=== DATASET CONTENT ===

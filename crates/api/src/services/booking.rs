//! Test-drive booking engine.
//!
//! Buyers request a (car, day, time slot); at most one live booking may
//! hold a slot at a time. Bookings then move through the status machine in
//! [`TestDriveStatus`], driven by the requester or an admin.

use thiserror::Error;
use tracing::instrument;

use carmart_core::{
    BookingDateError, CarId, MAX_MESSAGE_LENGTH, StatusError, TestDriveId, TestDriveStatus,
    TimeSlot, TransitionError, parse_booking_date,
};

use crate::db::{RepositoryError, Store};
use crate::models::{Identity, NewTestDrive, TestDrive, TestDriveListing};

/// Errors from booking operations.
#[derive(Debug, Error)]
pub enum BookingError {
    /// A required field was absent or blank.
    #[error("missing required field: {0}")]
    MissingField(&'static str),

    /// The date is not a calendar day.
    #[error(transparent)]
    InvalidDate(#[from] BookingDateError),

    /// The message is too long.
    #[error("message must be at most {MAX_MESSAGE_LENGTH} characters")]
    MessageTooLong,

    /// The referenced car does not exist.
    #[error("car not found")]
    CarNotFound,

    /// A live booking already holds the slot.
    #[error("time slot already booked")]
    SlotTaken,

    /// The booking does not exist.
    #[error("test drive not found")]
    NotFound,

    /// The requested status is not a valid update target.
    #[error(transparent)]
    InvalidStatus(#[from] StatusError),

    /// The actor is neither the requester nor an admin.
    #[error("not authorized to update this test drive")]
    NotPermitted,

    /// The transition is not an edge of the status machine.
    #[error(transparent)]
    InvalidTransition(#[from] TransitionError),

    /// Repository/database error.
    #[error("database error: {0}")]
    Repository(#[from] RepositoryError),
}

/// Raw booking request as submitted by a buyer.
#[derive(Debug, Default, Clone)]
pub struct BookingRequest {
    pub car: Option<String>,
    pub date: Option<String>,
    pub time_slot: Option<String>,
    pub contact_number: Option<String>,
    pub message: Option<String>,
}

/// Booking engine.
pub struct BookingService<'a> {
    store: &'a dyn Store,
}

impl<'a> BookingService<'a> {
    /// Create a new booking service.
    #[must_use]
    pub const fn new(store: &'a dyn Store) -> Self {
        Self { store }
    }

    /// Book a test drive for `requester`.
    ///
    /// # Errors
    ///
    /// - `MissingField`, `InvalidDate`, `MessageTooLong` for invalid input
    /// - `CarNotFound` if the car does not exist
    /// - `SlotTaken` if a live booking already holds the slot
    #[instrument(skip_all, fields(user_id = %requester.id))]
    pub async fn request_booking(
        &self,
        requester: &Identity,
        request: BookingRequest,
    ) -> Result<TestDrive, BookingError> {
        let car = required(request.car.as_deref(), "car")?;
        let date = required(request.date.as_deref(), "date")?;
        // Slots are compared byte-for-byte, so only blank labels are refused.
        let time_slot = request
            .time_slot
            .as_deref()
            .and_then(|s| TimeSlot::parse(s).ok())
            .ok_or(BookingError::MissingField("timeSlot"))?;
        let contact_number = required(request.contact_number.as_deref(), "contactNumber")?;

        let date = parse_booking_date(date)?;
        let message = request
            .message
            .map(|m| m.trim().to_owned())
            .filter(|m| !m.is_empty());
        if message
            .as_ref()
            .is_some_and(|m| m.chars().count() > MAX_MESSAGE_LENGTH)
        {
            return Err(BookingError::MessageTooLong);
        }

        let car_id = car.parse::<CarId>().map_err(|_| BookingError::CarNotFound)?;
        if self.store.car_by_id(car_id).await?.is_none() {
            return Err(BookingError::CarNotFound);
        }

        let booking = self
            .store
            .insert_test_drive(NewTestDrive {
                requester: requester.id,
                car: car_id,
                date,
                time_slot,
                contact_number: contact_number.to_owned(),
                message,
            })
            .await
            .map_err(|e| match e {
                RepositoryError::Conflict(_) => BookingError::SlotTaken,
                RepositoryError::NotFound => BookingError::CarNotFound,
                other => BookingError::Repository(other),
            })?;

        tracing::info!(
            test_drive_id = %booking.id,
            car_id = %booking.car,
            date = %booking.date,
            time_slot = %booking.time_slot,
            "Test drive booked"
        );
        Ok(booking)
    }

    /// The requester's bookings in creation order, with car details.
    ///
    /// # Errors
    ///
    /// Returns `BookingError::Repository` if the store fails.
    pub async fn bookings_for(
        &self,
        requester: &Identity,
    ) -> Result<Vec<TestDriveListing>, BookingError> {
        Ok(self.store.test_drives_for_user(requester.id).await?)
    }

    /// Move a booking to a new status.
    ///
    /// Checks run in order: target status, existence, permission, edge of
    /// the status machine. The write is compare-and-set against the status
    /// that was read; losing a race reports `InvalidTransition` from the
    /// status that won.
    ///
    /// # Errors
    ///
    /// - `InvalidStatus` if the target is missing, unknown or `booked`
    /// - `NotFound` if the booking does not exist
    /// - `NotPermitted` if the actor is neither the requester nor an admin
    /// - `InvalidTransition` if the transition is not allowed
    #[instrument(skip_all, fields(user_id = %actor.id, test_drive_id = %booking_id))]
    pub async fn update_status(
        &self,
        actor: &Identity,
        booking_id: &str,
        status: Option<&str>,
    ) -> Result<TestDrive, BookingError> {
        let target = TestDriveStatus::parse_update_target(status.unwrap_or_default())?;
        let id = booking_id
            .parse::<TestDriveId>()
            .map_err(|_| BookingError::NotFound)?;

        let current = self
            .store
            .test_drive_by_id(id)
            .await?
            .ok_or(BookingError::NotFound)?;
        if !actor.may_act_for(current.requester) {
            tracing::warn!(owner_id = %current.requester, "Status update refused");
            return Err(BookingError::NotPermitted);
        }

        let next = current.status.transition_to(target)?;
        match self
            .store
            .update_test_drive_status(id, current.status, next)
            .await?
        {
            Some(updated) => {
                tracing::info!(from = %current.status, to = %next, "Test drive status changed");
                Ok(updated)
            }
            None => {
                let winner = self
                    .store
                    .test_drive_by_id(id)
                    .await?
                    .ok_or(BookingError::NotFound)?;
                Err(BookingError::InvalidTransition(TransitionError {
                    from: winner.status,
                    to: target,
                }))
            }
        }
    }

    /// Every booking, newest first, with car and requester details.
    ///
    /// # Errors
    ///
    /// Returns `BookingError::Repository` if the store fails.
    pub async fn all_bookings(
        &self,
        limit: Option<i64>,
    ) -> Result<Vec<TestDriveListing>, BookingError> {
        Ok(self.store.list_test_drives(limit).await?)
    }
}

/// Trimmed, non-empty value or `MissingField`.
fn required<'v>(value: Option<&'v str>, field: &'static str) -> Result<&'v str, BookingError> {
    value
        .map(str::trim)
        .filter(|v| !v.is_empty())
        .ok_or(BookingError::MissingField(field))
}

===
=== DATASET CONTENT ===

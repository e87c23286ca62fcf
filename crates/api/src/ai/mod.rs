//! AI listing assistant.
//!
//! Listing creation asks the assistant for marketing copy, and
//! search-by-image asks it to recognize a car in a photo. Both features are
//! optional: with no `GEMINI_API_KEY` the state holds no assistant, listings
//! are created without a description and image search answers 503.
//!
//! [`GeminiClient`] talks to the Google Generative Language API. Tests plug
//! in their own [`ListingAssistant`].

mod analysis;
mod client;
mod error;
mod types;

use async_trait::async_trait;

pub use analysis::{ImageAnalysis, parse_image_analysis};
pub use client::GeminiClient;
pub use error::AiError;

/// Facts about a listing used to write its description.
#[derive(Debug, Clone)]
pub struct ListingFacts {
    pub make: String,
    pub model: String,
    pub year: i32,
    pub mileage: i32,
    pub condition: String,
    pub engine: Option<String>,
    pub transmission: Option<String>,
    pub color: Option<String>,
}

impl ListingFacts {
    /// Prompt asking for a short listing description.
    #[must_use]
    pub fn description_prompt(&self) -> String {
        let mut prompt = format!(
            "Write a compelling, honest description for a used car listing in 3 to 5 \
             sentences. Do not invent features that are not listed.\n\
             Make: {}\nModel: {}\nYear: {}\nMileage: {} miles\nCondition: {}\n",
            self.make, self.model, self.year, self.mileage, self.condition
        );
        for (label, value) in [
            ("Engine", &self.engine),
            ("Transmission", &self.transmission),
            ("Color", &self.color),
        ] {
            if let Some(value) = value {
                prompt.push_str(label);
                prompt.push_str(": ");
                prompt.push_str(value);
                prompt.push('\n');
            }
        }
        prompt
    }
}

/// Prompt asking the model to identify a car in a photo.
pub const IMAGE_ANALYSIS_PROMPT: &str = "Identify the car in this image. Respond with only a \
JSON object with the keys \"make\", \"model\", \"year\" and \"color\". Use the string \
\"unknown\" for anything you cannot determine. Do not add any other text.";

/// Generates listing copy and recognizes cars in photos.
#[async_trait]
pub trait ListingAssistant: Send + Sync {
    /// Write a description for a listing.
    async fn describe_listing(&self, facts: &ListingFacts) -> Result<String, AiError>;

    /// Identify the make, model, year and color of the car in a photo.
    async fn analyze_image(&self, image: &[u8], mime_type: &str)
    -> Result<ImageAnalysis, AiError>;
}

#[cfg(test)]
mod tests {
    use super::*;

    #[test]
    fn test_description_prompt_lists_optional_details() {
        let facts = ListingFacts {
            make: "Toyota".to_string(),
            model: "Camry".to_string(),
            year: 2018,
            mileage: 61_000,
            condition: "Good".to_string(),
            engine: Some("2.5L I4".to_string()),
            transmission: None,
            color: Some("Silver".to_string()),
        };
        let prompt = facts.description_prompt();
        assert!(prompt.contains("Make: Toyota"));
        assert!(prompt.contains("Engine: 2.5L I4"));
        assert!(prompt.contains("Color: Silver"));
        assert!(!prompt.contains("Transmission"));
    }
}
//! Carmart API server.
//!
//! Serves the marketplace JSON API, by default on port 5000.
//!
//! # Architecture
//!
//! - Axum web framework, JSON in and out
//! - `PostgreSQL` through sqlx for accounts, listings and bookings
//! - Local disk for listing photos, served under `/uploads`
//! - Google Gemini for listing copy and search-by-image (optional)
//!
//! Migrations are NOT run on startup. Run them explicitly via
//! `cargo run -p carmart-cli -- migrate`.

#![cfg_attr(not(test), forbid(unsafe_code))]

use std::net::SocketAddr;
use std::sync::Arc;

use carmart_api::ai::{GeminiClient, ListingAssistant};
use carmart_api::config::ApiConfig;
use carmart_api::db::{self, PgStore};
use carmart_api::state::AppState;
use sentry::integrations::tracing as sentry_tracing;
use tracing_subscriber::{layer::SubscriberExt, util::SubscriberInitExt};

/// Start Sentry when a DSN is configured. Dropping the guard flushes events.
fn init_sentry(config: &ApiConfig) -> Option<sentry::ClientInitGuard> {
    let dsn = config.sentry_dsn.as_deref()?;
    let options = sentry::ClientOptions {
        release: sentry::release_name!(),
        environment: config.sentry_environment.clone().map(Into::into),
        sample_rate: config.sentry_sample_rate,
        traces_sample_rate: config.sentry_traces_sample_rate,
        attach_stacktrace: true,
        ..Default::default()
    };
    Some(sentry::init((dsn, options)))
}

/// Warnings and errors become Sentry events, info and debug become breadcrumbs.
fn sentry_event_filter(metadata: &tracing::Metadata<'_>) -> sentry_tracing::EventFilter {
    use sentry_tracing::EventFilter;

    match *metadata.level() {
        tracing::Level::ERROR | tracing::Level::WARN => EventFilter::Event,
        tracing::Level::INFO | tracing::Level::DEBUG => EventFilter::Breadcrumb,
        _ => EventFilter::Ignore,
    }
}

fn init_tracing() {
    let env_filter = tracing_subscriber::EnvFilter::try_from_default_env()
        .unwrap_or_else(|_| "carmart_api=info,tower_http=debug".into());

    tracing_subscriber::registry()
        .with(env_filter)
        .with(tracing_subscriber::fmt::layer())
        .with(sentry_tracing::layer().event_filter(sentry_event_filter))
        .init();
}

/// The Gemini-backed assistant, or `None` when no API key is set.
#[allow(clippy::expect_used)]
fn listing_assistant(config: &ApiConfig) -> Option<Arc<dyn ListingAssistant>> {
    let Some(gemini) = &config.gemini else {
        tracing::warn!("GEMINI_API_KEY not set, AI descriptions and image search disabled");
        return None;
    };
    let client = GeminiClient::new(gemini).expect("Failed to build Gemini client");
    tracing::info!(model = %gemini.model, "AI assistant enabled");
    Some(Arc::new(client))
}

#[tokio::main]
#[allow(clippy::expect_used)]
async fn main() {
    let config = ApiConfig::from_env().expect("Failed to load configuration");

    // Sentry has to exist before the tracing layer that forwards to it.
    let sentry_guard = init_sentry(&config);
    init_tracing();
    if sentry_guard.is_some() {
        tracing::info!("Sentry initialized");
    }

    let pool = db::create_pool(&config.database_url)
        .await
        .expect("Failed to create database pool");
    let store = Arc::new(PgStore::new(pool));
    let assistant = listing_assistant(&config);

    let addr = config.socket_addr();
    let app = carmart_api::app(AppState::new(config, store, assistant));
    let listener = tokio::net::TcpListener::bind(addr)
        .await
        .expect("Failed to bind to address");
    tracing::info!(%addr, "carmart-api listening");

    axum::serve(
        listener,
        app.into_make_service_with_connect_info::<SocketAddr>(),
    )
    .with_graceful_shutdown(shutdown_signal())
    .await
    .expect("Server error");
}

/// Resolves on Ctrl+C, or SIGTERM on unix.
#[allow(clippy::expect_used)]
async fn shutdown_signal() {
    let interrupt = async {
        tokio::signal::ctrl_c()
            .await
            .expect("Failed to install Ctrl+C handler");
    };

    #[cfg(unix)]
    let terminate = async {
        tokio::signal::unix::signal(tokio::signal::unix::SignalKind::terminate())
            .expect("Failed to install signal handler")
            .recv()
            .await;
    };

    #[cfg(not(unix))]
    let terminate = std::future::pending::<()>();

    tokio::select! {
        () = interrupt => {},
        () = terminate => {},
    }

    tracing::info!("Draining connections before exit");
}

===

### TO DO
Within the data above, tally every line that has "PgStore" in it. Answer with the number only.

### THE COMPLETED TASK
2